[Extracted records]
* * *
// SPDX-License-Identifier: MIT
// Copyright (c) 2026 Alfred Jean LLC

//! Text output formatter.
//!
//! ```text
//! <path>:<line>: <line content>
//! <path>:<group0>\t<group1>...
//! <path>: <N> substitution(s)
//!   <rule>: <count>
//! ```

use std::io::Write;
use termcolor::WriteColor;

use super::{FileRewrite, FoundGroups, FoundMatch};
use crate::color::scheme;

/// Text output formatter with color support.
pub struct TextFormatter<W: WriteColor> {
    out: W,
}

impl<W: WriteColor> TextFormatter<W> {
    pub fn new(out: W) -> Self {
        Self { out }
    }

    /// Write one match as `path:line: content`, highlighting the match.
    pub fn write_match(&mut self, m: &FoundMatch) -> std::io::Result<()> {
        self.write_location(&m.path, Some(m.line))?;
        write!(self.out, " ")?;

        // A multi-line match is highlighted up to the end of its first line.
        let start = m.column.min(m.line_content.len());
        let end = (start + m.text.len()).min(m.line_content.len());
        match (
            m.line_content.get(..start),
            m.line_content.get(start..end),
            m.line_content.get(end..),
        ) {
            (Some(before), Some(matched), Some(after)) => {
                write!(self.out, "{}", before)?;
                self.out.set_color(&scheme::matched())?;
                write!(self.out, "{}", matched)?;
                self.out.reset()?;
                writeln!(self.out, "{}", after)
            }
            _ => writeln!(self.out, "{}", m.line_content),
        }
    }

    /// Write one match's groups, tab-separated.
    pub fn write_groups(&mut self, found: &FoundGroups, show_path: bool) -> std::io::Result<()> {
        if show_path {
            self.write_location(&found.path, None)?;
        }
        writeln!(self.out, "{}", found.groups.join("\t"))
    }

    /// Write the substitution counts for one input.
    pub fn write_rewrite(&mut self, rewrite: &FileRewrite) -> std::io::Result<()> {
        self.write_location(&rewrite.path, None)?;
        write!(self.out, " ")?;
        self.out.set_color(&scheme::count())?;
        write!(self.out, "{}", rewrite.total)?;
        self.out.reset()?;
        writeln!(
            self.out,
            " substitution{}",
            if rewrite.total == 1 { "" } else { "s" }
        )?;
        for rule in rewrite.rules.iter().filter(|r| r.count > 0) {
            writeln!(self.out, "  {}: {}", rule.name, rule.count)?;
        }
        Ok(())
    }

    pub fn flush(&mut self) -> std::io::Result<()> {
        self.out.flush()
    }

    fn write_location(&mut self, path: &str, line: Option<u32>) -> std::io::Result<()> {
        self.out.set_color(&scheme::path())?;
        write!(self.out, "{}", path)?;
        self.out.reset()?;
        if let Some(line) = line {
            write!(self.out, ":")?;
            self.out.set_color(&scheme::line_number())?;
            write!(self.out, "{}", line)?;
            self.out.reset()?;
        }
        write!(self.out, ":")
    }
}

#[cfg(test)]
#[path = "text_tests.rs"]
mod tests;
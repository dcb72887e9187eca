// SPDX-License-Identifier: MIT
// Copyright (c) 2026 Alfred Jean LLC

//! Specs for the rewrite command.

use crate::prelude::*;

const RULES: &str = r#"
[[rule]]
name = "swap-ranges"
pattern = '(\d+)-(\d+)'
replace = "{2}/{1}"

[[rule]]
name = "percent"
pattern = "%"
replace = " percent"
literal = true
"#;

#[test]
fn rewrite_applies_rules_in_order() {
    let temp = Project::empty();
    temp.config(RULES);

    retext(&["rewrite"])
        .pwd(temp.path())
        .stdin("pages 12-34 at 50%\n")
        .passes()
        .stdout_eq("pages 34/12 at 50 percent\n");
}

#[test]
fn rewrite_without_rules_is_config_error() {
    let temp = Project::empty();
    temp.config("");

    retext(&["rewrite"])
        .pwd(temp.path())
        .stdin("x")
        .exits(2)
        .stderr_has("no rewrite rules configured");
}

#[test]
fn rewrite_invalid_rule_pattern_names_rule() {
    let temp = Project::empty();
    temp.config("[[rule]]\nname = \"broken\"\npattern = \"(\"\n");

    retext(&["rewrite"])
        .pwd(temp.path())
        .stdin("x")
        .exits(2)
        .stderr_has("rule `broken`");
}

#[test]
fn rewrite_dry_run_reports_counts() {
    let temp = Project::empty();
    temp.config(RULES);
    temp.file("a.txt", "1-2 and 3-4 at 5%\n");
    temp.file("b.txt", "untouched\n");

    retext(&["rewrite", "--dry-run", "a.txt", "b.txt"])
        .pwd(temp.path())
        .passes()
        .stdout_eq("a.txt: 3 substitutions\n  swap-ranges: 2\n  percent: 1\n");
    assert_eq!(temp.read("a.txt"), "1-2 and 3-4 at 5%\n");
}

#[test]
fn rewrite_dry_run_json() {
    let temp = Project::empty();
    temp.config(RULES);
    temp.file("a.txt", "5%\n");

    let run = retext(&["rewrite", "--dry-run", "-o", "json", "a.txt"])
        .pwd(temp.path())
        .passes();
    let json = run.json();
    assert_eq!(json["total"], 1);
    assert_eq!(json["files"][0]["path"], "a.txt");
    assert_eq!(
        json["files"][0]["rules"],
        serde_json::json!([
            { "name": "swap-ranges", "count": 0 },
            { "name": "percent", "count": 1 }
        ])
    );
}

#[test]
fn rewrite_in_place() {
    let temp = Project::empty();
    temp.config(RULES);
    temp.file("docs/a.txt", "10-20\n");

    retext(&["rewrite", "--in-place", "docs"])
        .pwd(temp.path())
        .passes()
        .stdout_eq("");
    assert_eq!(temp.read("docs/a.txt"), "20/10\n");
}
* * *
### Prompt
Transcribe the records in full, word for word.

### Expected answer
// SPDX-License-Identifier: MIT
// Copyright (c) 2026 Alfred Jean LLC

//! Text output formatter.
//!
//! ```text
//! <path>:<line>: <line content>
//! <path>:<group0>\t<group1>...
//! <path>: <N> substitution(s)
//!   <rule>: <count>
//! ```

use std::io::Write;
use termcolor::WriteColor;

use super::{FileRewrite, FoundGroups, FoundMatch};
use crate::color::scheme;

/// Text output formatter with color support.
pub struct TextFormatter<W: WriteColor> {
    out: W,
}

impl<W: WriteColor> TextFormatter<W> {
    pub fn new(out: W) -> Self {
        Self { out }
    }

    /// Write one match as `path:line: content`, highlighting the match.
    pub fn write_match(&mut self, m: &FoundMatch) -> std::io::Result<()> {
        self.write_location(&m.path, Some(m.line))?;
        write!(self.out, " ")?;

        // A multi-line match is highlighted up to the end of its first line.
        let start = m.column.min(m.line_content.len());
        let end = (start + m.text.len()).min(m.line_content.len());
        match (
            m.line_content.get(..start),
            m.line_content.get(start..end),
            m.line_content.get(end..),
        ) {
            (Some(before), Some(matched), Some(after)) => {
                write!(self.out, "{}", before)?;
                self.out.set_color(&scheme::matched())?;
                write!(self.out, "{}", matched)?;
                self.out.reset()?;
                writeln!(self.out, "{}", after)
            }
            _ => writeln!(self.out, "{}", m.line_content),
        }
    }

    /// Write one match's groups, tab-separated.
    pub fn write_groups(&mut self, found: &FoundGroups, show_path: bool) -> std::io::Result<()> {
        if show_path {
            self.write_location(&found.path, None)?;
        }
        writeln!(self.out, "{}", found.groups.join("\t"))
    }

    /// Write the substitution counts for one input.
    pub fn write_rewrite(&mut self, rewrite: &FileRewrite) -> std::io::Result<()> {
        self.write_location(&rewrite.path, None)?;
        write!(self.out, " ")?;
        self.out.set_color(&scheme::count())?;
        write!(self.out, "{}", rewrite.total)?;
        self.out.reset()?;
        writeln!(
            self.out,
            " substitution{}",
            if rewrite.total == 1 { "" } else { "s" }
        )?;
        for rule in rewrite.rules.iter().filter(|r| r.count > 0) {
            writeln!(self.out, "  {}: {}", rule.name, rule.count)?;
        }
        Ok(())
    }

    pub fn flush(&mut self) -> std::io::Result<()> {
        self.out.flush()
    }

    fn write_location(&mut self, path: &str, line: Option<u32>) -> std::io::Result<()> {
        self.out.set_color(&scheme::path())?;
        write!(self.out, "{}", path)?;
        self.out.reset()?;
        if let Some(line) = line {
            write!(self.out, ":")?;
            self.out.set_color(&scheme::line_number())?;
            write!(self.out, "{}", line)?;
            self.out.reset()?;
        }
        write!(self.out, ":")
    }
}

#[cfg(test)]
#[path = "text_tests.rs"]
mod tests;
repository dcb72887e9187eca
// SPDX-License-Identifier: MIT
// Copyright (c) 2026 Alfred Jean LLC

//! Specs for the rewrite command.

use crate::prelude::*;

const RULES: &str = r#"
[[rule]]
name = "swap-ranges"
pattern = '(\d+)-(\d+)'
replace = "{2}/{1}"

[[rule]]
name = "percent"
pattern = "%"
replace = " percent"
literal = true
"#;

#[test]
fn rewrite_applies_rules_in_order() {
    let temp = Project::empty();
    temp.config(RULES);

    retext(&["rewrite"])
        .pwd(temp.path())
        .stdin("pages 12-34 at 50%\n")
        .passes()
        .stdout_eq("pages 34/12 at 50 percent\n");
}

#[test]
fn rewrite_without_rules_is_config_error() {
    let temp = Project::empty();
    temp.config("");

    retext(&["rewrite"])
        .pwd(temp.path())
        .stdin("x")
        .exits(2)
        .stderr_has("no rewrite rules configured");
}

#[test]
fn rewrite_invalid_rule_pattern_names_rule() {
    let temp = Project::empty();
    temp.config("[[rule]]\nname = \"broken\"\npattern = \"(\"\n");

    retext(&["rewrite"])
        .pwd(temp.path())
        .stdin("x")
        .exits(2)
        .stderr_has("rule `broken`");
}

#[test]
fn rewrite_dry_run_reports_counts() {
    let temp = Project::empty();
    temp.config(RULES);
    temp.file("a.txt", "1-2 and 3-4 at 5%\n");
    temp.file("b.txt", "untouched\n");

    retext(&["rewrite", "--dry-run", "a.txt", "b.txt"])
        .pwd(temp.path())
        .passes()
        .stdout_eq("a.txt: 3 substitutions\n  swap-ranges: 2\n  percent: 1\n");
    assert_eq!(temp.read("a.txt"), "1-2 and 3-4 at 5%\n");
}

#[test]
fn rewrite_dry_run_json() {
    let temp = Project::empty();
    temp.config(RULES);
    temp.file("a.txt", "5%\n");

    let run = retext(&["rewrite", "--dry-run", "-o", "json", "a.txt"])
        .pwd(temp.path())
        .passes();
    let json = run.json();
    assert_eq!(json["total"], 1);
    assert_eq!(json["files"][0]["path"], "a.txt");
    assert_eq!(
        json["files"][0]["rules"],
        serde_json::json!([
            { "name": "swap-ranges", "count": 0 },
            { "name": "percent", "count": 1 }
        ])
    );
}

#[test]
fn rewrite_in_place() {
    let temp = Project::empty();
    temp.config(RULES);
    temp.file("docs/a.txt", "10-20\n");

    retext(&["rewrite", "--in-place", "docs"])
        .pwd(temp.path())
        .passes()
        .stdout_eq("");
    assert_eq!(temp.read("docs/a.txt"), "20/10\n");
}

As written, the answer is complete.